**EXERCISE AIM:**
A complete, word-for-word restatement of the entries is needed.

Collection entries
━━━━━━━━━━
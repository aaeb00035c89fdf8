//! The two collaborator surfaces the rest of the workspace consumes.
//!
//! The engine and API crates only ever see these traits; the Postgres
//! implementations live in [`crate::repositories`] and the mockall versions
//! in [`crate::mock`].

use async_trait::async_trait;
use eyre::Result;

use rollcall_core::lifecycle::StatusChange;
use rollcall_core::models::class::ClassRecord;
use rollcall_core::models::student::{AttendanceStatus, StudentRecord};

/// The schedule collection: class records keyed by code.
#[async_trait]
pub trait ScheduleStore: Send + Sync {
    /// All classes in insertion order.
    async fn list_classes(&self) -> Result<Vec<ClassRecord>>;

    async fn get_class(&self, code: &str) -> Result<Option<ClassRecord>>;

    /// Returns `false` when the code is already taken.
    async fn insert_class(&self, record: &ClassRecord) -> Result<bool>;

    /// Returns `false` when no such class existed.
    async fn delete_class(&self, code: &str) -> Result<bool>;

    /// Applies every change in a single transaction; a partially applied
    /// status commit must never become visible.
    async fn apply_status_changes(&self, changes: &[StatusChange]) -> Result<()>;
}

/// The roster collection: student records keyed by id.
#[async_trait]
pub trait RosterStore: Send + Sync {
    /// All students in insertion order, attendance history attached.
    async fn list_students(&self) -> Result<Vec<StudentRecord>>;

    async fn get_student(&self, id: &str) -> Result<Option<StudentRecord>>;

    /// Returns `false` when the id is already taken.
    async fn insert_student(&self, record: &StudentRecord, password_hash: &str) -> Result<bool>;

    /// Checks a student's password against the stored hash. An unknown id
    /// or a mismatch is `false`, never an error.
    async fn verify_credentials(&self, id: &str, password: &str) -> Result<bool>;

    /// Returns `false` when no such student existed.
    async fn set_status(&self, id: &str, status: AttendanceStatus) -> Result<bool>;

    /// Records a Present mark in the history; idempotent per
    /// (student, class).
    async fn record_attendance(&self, id: &str, class_code: &str) -> Result<()>;

    /// Sets every student back to Absent in one statement; returns the
    /// number of affected rows.
    async fn reset_all_statuses(&self) -> Result<u64>;
}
━━━━━━━━━━
**EXERCISE RESULT:**
repository aaeb00035c89fdf8
//! The two collaborator surfaces the rest of the workspace consumes.
//!
//! The engine and API crates only ever see these traits; the Postgres
//! implementations live in [`crate::repositories`] and the mockall versions
//! in [`crate::mock`].

use async_trait::async_trait;
use eyre::Result;

use rollcall_core::lifecycle::StatusChange;
use rollcall_core::models::class::ClassRecord;
use rollcall_core::models::student::{AttendanceStatus, StudentRecord};

/// The schedule collection: class records keyed by code.
#[async_trait]
pub trait ScheduleStore: Send + Sync {
    /// All classes in insertion order.
    async fn list_classes(&self) -> Result<Vec<ClassRecord>>;

    async fn get_class(&self, code: &str) -> Result<Option<ClassRecord>>;

    /// Returns `false` when the code is already taken.
    async fn insert_class(&self, record: &ClassRecord) -> Result<bool>;

    /// Returns `false` when no such class existed.
    async fn delete_class(&self, code: &str) -> Result<bool>;

    /// Applies every change in a single transaction; a partially applied
    /// status commit must never become visible.
    async fn apply_status_changes(&self, changes: &[StatusChange]) -> Result<()>;
}

/// The roster collection: student records keyed by id.
#[async_trait]
pub trait RosterStore: Send + Sync {
    /// All students in insertion order, attendance history attached.
    async fn list_students(&self) -> Result<Vec<StudentRecord>>;

    async fn get_student(&self, id: &str) -> Result<Option<StudentRecord>>;

    /// Returns `false` when the id is already taken.
    async fn insert_student(&self, record: &StudentRecord, password_hash: &str) -> Result<bool>;

    /// Checks a student's password against the stored hash. An unknown id
    /// or a mismatch is `false`, never an error.
    async fn verify_credentials(&self, id: &str, password: &str) -> Result<bool>;

    /// Returns `false` when no such student existed.
    async fn set_status(&self, id: &str, status: AttendanceStatus) -> Result<bool>;

    /// Records a Present mark in the history; idempotent per
    /// (student, class).
    async fn record_attendance(&self, id: &str, class_code: &str) -> Result<()>;

    /// Sets every student back to Absent in one statement; returns the
    /// number of affected rows.
    async fn reset_all_statuses(&self) -> Result<u64>;
}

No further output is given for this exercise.